Figure 2. AEC2-derived organoids grown with IL-13 display altered morphology.

(A) 3D organoid cultures containing lineage-labeled AEC2s and PdgfraGFP⁺ stromal cells were grown with and without IL-13. Organoids grown with IL-13 appear larger and less dense. This morphology is observed with treatment with another Th2 cytokine, IL-4, as well. (B) When compared with control organoids, IL-13–treated organoids display lower colony-forming efficiency (CFE) and higher average diameter. Paired t tests; error bars indicate mean ± SD. (C) IL-13–treated spheres lack AEC1 staining (PDPN). Organoids treated with IL-4 display similar histological morphology. (D and F) Lineage-labeled AEC2s were isolated from WT SftpcTm mice (SpcTm WT) or from Stat6^–/– SftpcTm mice (SpcTm Stat6^–/–). PdgfraGFP⁺ stromal cells were isolated from WT PdgfraGFP mice or from Stat6^–/– PdgfraGFP mice (PGFP Stat6^–/–). These cells were plated in organoid culture in different combinations and grown to day 14. (D and E) Organoids derived from WT lineage-labeled AEC2s grow normally in control conditions, even if STAT6 signaling is abolished in the stroma.
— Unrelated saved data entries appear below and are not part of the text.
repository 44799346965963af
//! Validation helpers for DTOs.

use validator::ValidationError;

use crate::state::geometry::{CELL_COUNT, is_valid_cell};

/// Longest session identifier accepted from clients.
pub const MAX_SESSION_ID_LEN: usize = 128;

/// Validates that every cell index lies on the card and appears once.
pub fn validate_cells(cells: &[u8]) -> Result<(), ValidationError> {
    if let Some(cell) = cells.iter().find(|cell| !is_valid_cell(**cell)) {
        let mut err = ValidationError::new("cell_range");
        err.message = Some(
            format!(
                "cell {cell} is out of range (expected 0..{})",
                CELL_COUNT - 1
            )
            .into(),
        );
        return Err(err);
    }

    let mut seen = [false; CELL_COUNT as usize];
    for cell in cells {
        if std::mem::replace(&mut seen[*cell as usize], true) {
            let mut err = ValidationError::new("cell_duplicate");
            err.message = Some(format!("cell {cell} is listed twice").into());
            return Err(err);
        }
    }

    Ok(())
}

/// Validates that a session identifier is non-blank, printable and reasonably short.
///
/// # Examples
///
/// ```ignore
/// validate_session_id("3f1c9a7e-5d2b-4b8e-9c1a-7e2f4d6b8a0c") // Ok
/// validate_session_id("   ")                                   // Err - blank
/// ```
pub fn validate_session_id(id: &str) -> Result<(), ValidationError> {
    if id.trim().is_empty() {
        let mut err = ValidationError::new("session_id_blank");
        err.message = Some("Session ID must not be blank".into());
        return Err(err);
    }

    if id.len() > MAX_SESSION_ID_LEN {
        let mut err = ValidationError::new("session_id_length");
        err.message = Some(
            format!(
                "Session ID must be at most {MAX_SESSION_ID_LEN} bytes (got {})",
                id.len()
            )
            .into(),
        );
        return Err(err);
    }

    if id.chars().any(char::is_control) {
        let mut err = ValidationError::new("session_id_format");
        err.message = Some("Session ID must not contain control characters".into());
        return Err(err);
    }

    Ok(())
}
use std::{future::Future, sync::Arc, time::Duration};

use tokio::time::sleep;
use tracing::{info, warn};

use crate::{
    dao::{kv_store::KvStore, storage::StorageError},
    state::SharedState,
};

const INITIAL_DELAY: Duration = Duration::from_millis(1_000);
const MAX_DELAY: Duration = Duration::from_secs(10);
const HEALTH_POLL_INTERVAL: Duration = Duration::from_secs(5);
const MAX_RECONNECT_ATTEMPTS: u32 = 3;

/// Try to revive `store` in place, entering degraded mode after the first failed attempt.
async fn reconnect(state: &SharedState, store: &Arc<dyn KvStore>) -> bool {
    let mut delay = INITIAL_DELAY;

    for attempt in 0..MAX_RECONNECT_ATTEMPTS {
        match store.try_reconnect().await {
            Ok(()) => {
                info!(
                    backend = store.backend_name(),
                    attempt, "storage reconnection succeeded after health check failure"
                );
                return true;
            }
            Err(err) => {
                if attempt == 0 {
                    warn!(
                        backend = store.backend_name(),
                        error = %err,
                        "storage reconnect first attempt failed; entering degraded mode"
                    );
                    state.update_degraded(true);
                } else {
                    warn!(attempt, error = %err, "storage reconnect attempt failed");
                }
                sleep(delay).await;
                delay = (delay * 2).min(MAX_DELAY);
            }
        }
    }

    false
}

/// Poll `store` until it cannot be revived anymore.
async fn watch_health(state: &SharedState, store: &Arc<dyn KvStore>) {
    loop {
        match store.health_check().await {
            Ok(()) => {
                if state.is_degraded() {
                    info!("storage healthy again; leaving degraded mode");
                    state.update_degraded(false);
                }
            }
            Err(err) => {
                warn!(backend = store.backend_name(), error = %err, "storage health check failed");
                if !reconnect(state, store).await {
                    warn!("exhausted storage reconnect attempts; staying in degraded mode");
                    return;
                }
                state.update_degraded(false);
            }
        }
        sleep(HEALTH_POLL_INTERVAL).await;
    }
}

/// Connect to the storage backend and keep the shared state in degraded mode while it is
/// unavailable.
pub async fn run<F, Fut>(state: SharedState, mut connect: F)
where
    F: FnMut() -> Fut + Send + 'static,
    Fut: Future<Output = Result<Arc<dyn KvStore>, StorageError>> + Send,
{
    let mut delay = INITIAL_DELAY;

    loop {
        match connect().await {
            Ok(store) => {
                state.install_kv_store(store.clone()).await;
                info!(
                    backend = store.backend_name(),
                    "storage connection established; leaving degraded mode"
                );
                delay = INITIAL_DELAY;

                watch_health(&state, &store).await;
                state.clear_kv_store().await;
            }
            Err(err) => {
                warn!(error = %err, "storage connection attempt failed");
            }
        }

        sleep(delay).await;
        delay = (delay * 2).min(MAX_DELAY);
    }
}
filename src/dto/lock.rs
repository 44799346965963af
//! Payloads of the edit lock routes.

use serde::{Deserialize, Serialize};
use utoipa::{IntoParams, ToSchema};
use validator::Validate;

use crate::{
    dto::validation::validate_session_id,
    state::{clock::iso_timestamp, edit_lock::LockView},
};

/// Live lock state of a board.
#[derive(Debug, Serialize, ToSchema, PartialEq, Eq)]
pub struct LockStatusResponse {
    pub locked: bool,
    #[serde(skip_serializing_if = "Option::is_none")]
    pub owner_session_id: Option<String>,
    /// ISO-8601 time of the last acquire/renew.
    #[serde(skip_serializing_if = "Option::is_none")]
    pub acquired_at: Option<String>,
    #[serde(skip_serializing_if = "Option::is_none")]
    pub remaining_ms: Option<i64>,
}

impl From<LockView> for LockStatusResponse {
    fn from(view: LockView) -> Self {
        match view {
            LockView::Unlocked => Self {
                locked: false,
                owner_session_id: None,
                acquired_at: None,
                remaining_ms: None,
            },
            LockView::Held {
                owner,
                acquired_at_ms,
                remaining_ms,
            } => Self {
                locked: true,
                owner_session_id: Some(owner),
                acquired_at: Some(iso_timestamp(acquired_at_ms)),
                remaining_ms: Some(remaining_ms),
            },
        }
    }
}

/// Ask for the edit lock of a board.
#[derive(Debug, Deserialize, ToSchema, Validate)]
pub struct AcquireLockRequest {
    #[validate(custom(function = "validate_session_id"))]
    pub session_id: String,
}

/// Granted lock.
#[derive(Debug, Serialize, ToSchema)]
pub struct AcquireLockResponse {
    pub session_id: String,
    /// True when the session already held the lock and only refreshed it.
    pub renewed: bool,
    pub acquired_at: String,
    pub expires_in_ms: i64,
}

/// Release parameters. Without a session id the lock is released unconditionally.
#[derive(Debug, Deserialize, IntoParams, Validate)]
#[into_params(parameter_in = Query)]
pub struct ReleaseLockQuery {
    #[validate(custom(function = "validate_session_id"))]
    pub session_id: Option<String>,
}
use std::sync::Arc;

use futures::future::try_join_all;

use crate::{
    dao::{board::BoardRepository, kv_store::KvStore, storage::StorageResult},
    dto::leaderboard::LeaderboardResponse,
    error::ServiceError,
    services::board_service::count,
    state::{
        SharedState,
        leaderboard::{self, BoardStats},
    },
};

/// Counters of one board, taken from the card and the ledger rather than their projections.
async fn board_stats(store: Arc<dyn KvStore>, board: String) -> StorageResult<BoardStats> {
    let repo = BoardRepository::new(store, board.clone());
    let ledger = repo.ledger().await?;
    let marked = repo.marked_cells().await?;
    Ok(BoardStats {
        confirmed_count: count(ledger.confirmed_count()),
        marked_count: count(marked.len()),
        first_confirmed_at: ledger.first_confirmed_at().map(str::to_owned),
        board,
    })
}

/// Rank every configured board.
pub async fn leaderboard(state: &SharedState) -> Result<LeaderboardResponse, ServiceError> {
    let store = state.require_kv_store().await?;
    let stats = try_join_all(
        state
            .config()
            .boards()
            .iter()
            .map(|board| board_stats(store.clone(), board.clone())),
    )
    .await?;

    Ok(leaderboard::rank(stats).into())
}
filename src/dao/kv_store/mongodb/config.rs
use mongodb::options::ClientOptions;

use super::error::{MongoDaoError, MongoResult};

const DEFAULT_DATABASE: &str = "theatre_bingo";

/// Connection settings for the MongoDB store.
#[derive(Clone)]
pub struct MongoConfig {
    pub options: ClientOptions,
    pub database_name: String,
}

impl MongoConfig {
    /// Parse `uri`, using `db_name` or the default database.
    pub async fn from_uri(uri: &str, db_name: Option<&str>) -> MongoResult<Self> {
        let database_name = db_name.unwrap_or(DEFAULT_DATABASE).to_owned();
        let options = ClientOptions::parse(uri)
            .await
            .map_err(|source| MongoDaoError::InvalidUri {
                uri: uri.to_owned(),
                source,
            })?;

        Ok(Self {
            options,
            database_name,
        })
    }

    /// Read `MONGO_URI` (required) and `MONGO_DB` (defaults to `theatre_bingo`).
    pub async fn from_env() -> MongoResult<Self> {
        let uri = std::env::var("MONGO_URI")
            .map_err(|_| MongoDaoError::MissingEnvVar { var: "MONGO_URI" })?;
        let db = std::env::var("MONGO_DB").ok();
        Self::from_uri(&uri, db.as_deref()).await
    }
}
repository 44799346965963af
mod config;
mod error;
mod models;
mod store;

pub use config::CouchConfig;
pub use error::CouchDaoError;
pub use store::CouchKvStore;

use crate::dao::storage::StorageError;

impl From<CouchDaoError> for StorageError {
    fn from(err: CouchDaoError) -> Self {
        StorageError::unavailable(err.to_string(), err)
    }
}
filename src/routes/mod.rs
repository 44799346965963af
use axum::Router;

use crate::state::SharedState;

/// Administrative routes.
pub mod admin;
/// Card and line routes.
pub mod board;
/// Swagger UI.
pub mod docs;
/// Health routes.
pub mod health;
/// Leaderboard route.
pub mod leaderboard;
/// Edit lock routes.
pub mod lock;
/// Roster and session routes.
pub mod public;

/// Compose all route trees, wiring in shared state and documentation routes.
pub fn router(state: SharedState) -> Router<()> {
    let api_router = health::router()
        .merge(public::router())
        .merge(board::router())
        .merge(lock::router())
        .merge(leaderboard::router())
        .merge(admin::router());

    let docs_router = docs::router(state.clone());

    api_router.merge(docs_router).with_state(state)
}
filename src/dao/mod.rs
/// Typed per-board access on top of the key-value store.
pub mod board;
/// Key-value store contract and its backends.
pub mod kv_store;
/// Persisted record shapes.
pub mod models;
/// Storage abstraction layer for database operations.
pub mod storage;
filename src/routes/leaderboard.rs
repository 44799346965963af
use axum::{Json, Router, extract::State, routing::get};

use crate::{
    dto::leaderboard::LeaderboardResponse, error::AppError, services::leaderboard_service,
    state::SharedState,
};

#[utoipa::path(
    get,
    path = "/leaderboard",
    tag = "leaderboard",
    responses((status = 200, description = "Boards ranked by confirmed lines, then marked cells", body = LeaderboardResponse))
)]
/// Rank every board.
pub async fn leaderboard(
    State(state): State<SharedState>,
) -> Result<Json<LeaderboardResponse>, AppError> {
    Ok(Json(leaderboard_service::leaderboard(&state).await?))
}

/// Configure the leaderboard route.
pub fn router() -> Router<SharedState> {
    Router::<SharedState>::new().route("/leaderboard", get(leaderboard))
}
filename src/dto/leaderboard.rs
use serde::Serialize;
use utoipa::ToSchema;

use crate::state::leaderboard::{RankedBoard, Standings};

/// One row of the leaderboard.
#[derive(Debug, Serialize, ToSchema)]
pub struct LeaderboardEntry {
    /// 1-based rank; tied boards share a rank.
    pub rank: usize,
    pub board: String,
    pub confirmed_count: u32,
    pub marked_count: u32,
    pub first_confirmation: Option<String>,
}

impl From<RankedBoard> for LeaderboardEntry {
    fn from(ranked: RankedBoard) -> Self {
        Self {
            rank: ranked.rank,
            board: ranked.stats.board,
            confirmed_count: ranked.stats.confirmed_count,
            marked_count: ranked.stats.marked_count,
            first_confirmation: ranked.stats.first_confirmed_at,
        }
    }
}

/// Ranked boards plus the highlights shown above the table.
#[derive(Debug, Serialize, ToSchema)]
pub struct LeaderboardResponse {
    pub boards: Vec<LeaderboardEntry>,
    /// Board that confirmed a line first.
    pub first_overall: Option<String>,
    /// Boards sharing the lead, once any line is confirmed.
    pub top_group: Option<Vec<String>>,
    /// Boards sharing the last place, once any line is confirmed.
    pub bottom_group: Option<Vec<String>>,
}

impl From<Standings> for LeaderboardResponse {
    fn from(standings: Standings) -> Self {
        Self {
            boards: standings.ranked.into_iter().map(Into::into).collect(),
            first_overall: standings.first_overall,
            top_group: standings.top_group,
            bottom_group: standings.bottom_group,
        }
    }
}
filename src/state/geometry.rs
//! Static layout of the 5×5 card: cell indices, the free center and the twelve winning lines.

use std::fmt;

use serde::{Deserialize, Serialize};
use utoipa::ToSchema;

/// Number of cells along one side of the card.
pub const GRID_SIZE: u8 = 5;
/// Total number of cells on a card.
pub const CELL_COUNT: u8 = GRID_SIZE * GRID_SIZE;
/// Index of the free center cell, always considered marked.
pub const CENTER_INDEX: u8 = 12;
/// Number of cells in every line.
pub const LINE_LENGTH: usize = GRID_SIZE as usize;

/// Direction of a winning line on the card.
#[derive(
    Debug, Clone, Copy, PartialEq, Eq, Hash, PartialOrd, Ord, Serialize, Deserialize, ToSchema,
)]
#[serde(rename_all = "snake_case")]
pub enum LineKind {
    /// Horizontal line, indexed top to bottom.
    Row,
    /// Vertical line, indexed left to right.
    #[serde(alias = "col")]
    Column,
    /// Diagonal: index 0 runs top-left to bottom-right, index 1 top-right to bottom-left.
    #[serde(alias = "diag")]
    Diagonal,
}

impl LineKind {
    /// Number of lines of this kind on the card.
    pub fn count(self) -> u8 {
        match self {
            LineKind::Row | LineKind::Column => GRID_SIZE,
            LineKind::Diagonal => 2,
        }
    }
}

impl fmt::Display for LineKind {
    fn fmt(&self, f: &mut fmt::Formatter<'_>) -> fmt::Result {
        let label = match self {
            LineKind::Row => "row",
            LineKind::Column => "column",
            LineKind::Diagonal => "diagonal",
        };
        f.write_str(label)
    }
}

/// Identifies one of the twelve lines of the card.
#[derive(Debug, Clone, Copy, PartialEq, Eq, Hash, PartialOrd, Ord)]
pub struct LineId {
    kind: LineKind,
    index: u8,
}

impl LineId {
    /// Build a line identifier, returning `None` when the index is out of range for the kind.
    pub fn new(kind: LineKind, index: u8) -> Option<Self> {
        (index < kind.count()).then_some(Self { kind, index })
    }

    /// Direction of the line.
    pub fn kind(self) -> LineKind {
        self.kind
    }

    /// Position of the line among the lines of the same kind.
    pub fn index(self) -> u8 {
        self.index
    }

    /// Cell indices belonging to this line, in reading order.
    pub fn cells(self) -> [u8; LINE_LENGTH] {
        let i = self.index;
        let mut cells = [0u8; LINE_LENGTH];
        for (k, cell) in (0u8..).zip(cells.iter_mut()) {
            *cell = match self.kind {
                LineKind::Row => i * GRID_SIZE + k,
                LineKind::Column => k * GRID_SIZE + i,
                LineKind::Diagonal if i == 0 => k * (GRID_SIZE + 1),
                LineKind::Diagonal => (GRID_SIZE - 1) + k * (GRID_SIZE - 1),
            };
        }
        cells
    }

    /// Human readable name used in logs and client payloads.
    pub fn display_name(self) -> String {
        match self.kind {
            LineKind::Row => format!("Row {}", self.index + 1),
            LineKind::Column => format!("Column {}", self.index + 1),
            LineKind::Diagonal if self.index == 0 => {
                "Diagonal (top-left to bottom-right)".to_string()
            }
            LineKind::Diagonal => "Diagonal (top-right to bottom-left)".to_string(),
        }
    }
}

impl fmt::Display for LineId {
    fn fmt(&self, f: &mut fmt::Formatter<'_>) -> fmt::Result {
        write!(f, "{} {}", self.kind, self.index)
    }
}

/// Every line of the card in evaluation order: rows, then columns, then diagonals (main first).
pub fn all_lines() -> impl Iterator<Item = LineId> {
    [LineKind::Row, LineKind::Column, LineKind::Diagonal]
        .into_iter()
        .flat_map(|kind| (0..kind.count()).map(move |index| LineId { kind, index }))
}

/// Whether `cell` is a valid index on the card.
pub fn is_valid_cell(cell: u8) -> bool {
    cell < CELL_COUNT
}
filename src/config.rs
//! Application-level configuration loading, including the roster of boards.

use std::{env, fs, io::ErrorKind, path::PathBuf};

use serde::Deserialize;
use tracing::{info, warn};

/// Default location on disk where the server looks for the JSON configuration.
const DEFAULT_CONFIG_PATH: &str = "config/app.json";
/// Environment variable that overrides [`DEFAULT_CONFIG_PATH`].
const CONFIG_PATH_ENV: &str = "THEATRE_BINGO_CONFIG_PATH";
/// Boards shipped with the binary.
const DEFAULT_BOARDS: [&str; 6] = [
    "Annenberg",
    "ARCO",
    "Festival",
    "D'Place",
    "Camelot",
    "High School",
];

#[derive(Debug, Clone)]
/// Immutable runtime configuration shared across the application.
pub struct AppConfig {
    boards: Vec<String>,
}

impl AppConfig {
    /// Load the application configuration from disk, falling back to the built-in board roster.
    pub fn load() -> Self {
        let path = resolve_config_path();
        match fs::read_to_string(&path) {
            Ok(contents) => match serde_json::from_str::<RawConfig>(&contents) {
                Ok(raw) => {
                    let app_config: Self = raw.into();
                    info!(
                        path = %path.display(),
                        count = app_config.boards.len(),
                        "loaded board roster from config"
                    );
                    app_config
                }
                Err(err) => {
                    warn!(
                        path = %path.display(),
                        error = %err,
                        "failed to parse config; falling back to defaults"
                    );
                    Self::default()
                }
            },
            Err(err) if err.kind() == ErrorKind::NotFound => {
                info!(
                    path = %path.display(),
                    "config file not found; using built-in defaults"
                );
                Self::default()
            }
            Err(err) => {
                warn!(
                    path = %path.display(),
                    error = %err,
                    "failed to read config; falling back to defaults"
                );
                Self::default()
            }
        }
    }

    /// Build a configuration from an explicit roster. Blank and duplicate names are dropped and
    /// an empty roster falls back to the defaults.
    pub fn with_boards<I, S>(boards: I) -> Self
    where
        I: IntoIterator<Item = S>,
        S: Into<String>,
    {
        let mut roster: Vec<String> = Vec::new();
        for name in boards {
            let name = name.into().trim().to_owned();
            if !name.is_empty() && !roster.contains(&name) {
                roster.push(name);
            }
        }

        if roster.is_empty() {
            warn!("board roster is empty; using built-in defaults");
            return Self::default();
        }
        Self { boards: roster }
    }

    /// Board names in display order.
    pub fn boards(&self) -> &[String] {
        &self.boards
    }

    /// Canonical name of `board` when it belongs to the roster.
    pub fn resolve_board(&self, board: &str) -> Option<&str> {
        let board = board.trim();
        self.boards
            .iter()
            .find(|name| name.as_str() == board)
            .map(String::as_str)
    }
}

impl Default for AppConfig {
    fn default() -> Self {
        Self {
            boards: DEFAULT_BOARDS.iter().map(|name| name.to_string()).collect(),
        }
    }
}

#[derive(Debug, Deserialize)]
/// JSON representation of the configuration file located at [`DEFAULT_CONFIG_PATH`].
struct RawConfig {
    #[serde(default)]
    boards: Vec<String>,
}

impl From<RawConfig> for AppConfig {
    fn from(value: RawConfig) -> Self {
        Self::with_boards(value.boards)
    }
}

/// Resolve the configuration path taking the environment override into account.
fn resolve_config_path() -> PathBuf {
    env::var_os(CONFIG_PATH_ENV)
        .map(PathBuf::from)
        .filter(|path| !path.as_os_str().is_empty())
        .unwrap_or_else(|| PathBuf::from(DEFAULT_CONFIG_PATH))
}
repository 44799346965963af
//! Ranking of boards by confirmed lines, with marked cells as the tiebreak.

use std::cmp::Reverse;

/// Counters of one board as read from the store.
#[derive(Debug, Clone, PartialEq, Eq)]
pub struct BoardStats {
    /// Board name.
    pub board: String,
    /// Number of confirmed lines.
    pub confirmed_count: u32,
    /// Number of marked cells.
    pub marked_count: u32,
    /// ISO-8601 timestamp of the board's first confirmation.
    pub first_confirmed_at: Option<String>,
}

impl BoardStats {
    fn composite_key(&self) -> (u32, u32) {
        (self.confirmed_count, self.marked_count)
    }
}

/// A board with its position in the standings.
#[derive(Debug, Clone, PartialEq, Eq)]
pub struct RankedBoard {
    /// 1-based rank; tied boards share the rank of the first board of their group.
    pub rank: usize,
    /// Counters of the board.
    pub stats: BoardStats,
}

/// Full leaderboard computation result.
#[derive(Debug, Clone, PartialEq, Eq)]
pub struct Standings {
    /// Boards ordered best first.
    pub ranked: Vec<RankedBoard>,
    /// Board with the earliest first confirmation.
    pub first_overall: Option<String>,
    /// Boards tied for the best composite key, once anything was confirmed.
    pub top_group: Option<Vec<String>>,
    /// Boards tied for the worst composite key, once anything was confirmed.
    pub bottom_group: Option<Vec<String>>,
}

/// Sort boards by `(confirmed_count, marked_count)` descending and report tie groups.
///
/// Boards with identical keys keep their input order.
pub fn rank(mut boards: Vec<BoardStats>) -> Standings {
    boards.sort_by_key(|stats| Reverse(stats.composite_key()));

    let first_overall = boards
        .iter()
        .filter_map(|stats| {
            stats
                .first_confirmed_at
                .as_deref()
                .map(|at| (at, stats.board.as_str()))
        })
        .min_by(|a, b| a.0.cmp(b.0))
        .map(|(_, board)| board.to_owned());

    let any_confirmed = boards.iter().any(|stats| stats.confirmed_count > 0);
    let group_of = |key: (u32, u32)| {
        boards
            .iter()
            .filter(|stats| stats.composite_key() == key)
            .map(|stats| stats.board.clone())
            .collect::<Vec<_>>()
    };

    let (top_group, bottom_group) = match (boards.first(), boards.last()) {
        (Some(best), Some(worst)) if any_confirmed => (
            Some(group_of(best.composite_key())),
            Some(group_of(worst.composite_key())),
        ),
        _ => (None, None),
    };

    let mut ranked = Vec::with_capacity(boards.len());
    let mut previous: Option<((u32, u32), usize)> = None;
    for (position, stats) in boards.into_iter().enumerate() {
        let key = stats.composite_key();
        let rank = match previous {
            Some((previous_key, previous_rank)) if previous_key == key => previous_rank,
            _ => position + 1,
        };
        previous = Some((key, rank));
        ranked.push(RankedBoard { rank, stats });
    }

    Standings {
        ranked,
        first_overall,
        top_group,
        bottom_group,
    }
}

#[cfg(test)]
mod tests {
    use super::*;

    fn stats(board: &str, confirmed: u32, marked: u32, first: Option<&str>) -> BoardStats {
        BoardStats {
            board: board.into(),
            confirmed_count: confirmed,
            marked_count: marked,
            first_confirmed_at: first.map(Into::into),
        }
    }

    #[test]
    fn tie_groups_use_the_composite_key() {
        let standings = rank(vec![
            stats("Z", 1, 20, Some("2025-03-01T18:10:00.000Z")),
            stats("X", 2, 10, Some("2025-03-01T18:00:00.000Z")),
            stats("Y", 2, 10, Some("2025-03-01T18:05:00.000Z")),
        ]);

        assert_eq!(standings.top_group, Some(vec!["X".into(), "Y".into()]));
        assert_eq!(standings.bottom_group, Some(vec!["Z".into()]));
        assert_eq!(standings.first_overall.as_deref(), Some("X"));
        let ranks = standings
            .ranked
            .iter()
            .map(|entry| (entry.stats.board.as_str(), entry.rank))
            .collect::<Vec<_>>();
        assert_eq!(ranks, vec![("X", 1), ("Y", 1), ("Z", 3)]);
    }

    #[test]
    fn groups_are_absent_until_something_is_confirmed() {
        let standings = rank(vec![stats("A", 0, 5, None), stats("B", 0, 3, None)]);
        assert_eq!(standings.top_group, None);
        assert_eq!(standings.bottom_group, None);
        assert_eq!(standings.first_overall, None);
        // marked cells still order the table
        assert_eq!(standings.ranked[0].stats.board, "A");
    }

    #[test]
    fn marked_count_breaks_ties_on_confirmed_lines() {
        let standings = rank(vec![
            stats("A", 1, 4, Some("2025-03-01T18:00:00.000Z")),
            stats("B", 1, 9, Some("2025-03-01T17:00:00.000Z")),
            stats("C", 0, 24, None),
        ]);
        let order = standings
            .ranked
            .iter()
            .map(|entry| entry.stats.board.as_str())
            .collect::<Vec<_>>();
        assert_eq!(order, vec!["B", "A", "C"]);
        assert_eq!(standings.top_group, Some(vec!["B".into()]));
        assert_eq!(standings.bottom_group, Some(vec!["C".into()]));
        assert_eq!(standings.first_overall.as_deref(), Some("B"));
    }

    #[test]
    fn single_board_is_both_top_and_bottom() {
        let standings = rank(vec![stats("Solo", 3, 15, Some("2025-03-01T18:00:00.000Z"))]);
        assert_eq!(standings.top_group, Some(vec!["Solo".into()]));
        assert_eq!(standings.bottom_group, Some(vec!["Solo".into()]));
    }

    #[test]
    fn empty_input() {
        let standings = rank(Vec::new());
        assert!(standings.ranked.is_empty());
        assert_eq!(standings.top_group, None);
    }
}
When IL-13 is added to WT organoids supported by either WT or Stat6^–/– stromal cells, the typical IL-13 effect is observed. (F and G) Stat6^–/– organoids grown with IL-13 do not display an increase in average sphere diameter, and the morphology appears grossly normal. These data suggest that the IL-13 effect is due to STAT6 signaling in the epithelium. One-way ANOVA; error bars indicate mean ± SD. Scale bars: 500 μm (A), 100 μm (C), and 500 μm (D). *P < 0.05; **P < 0.005.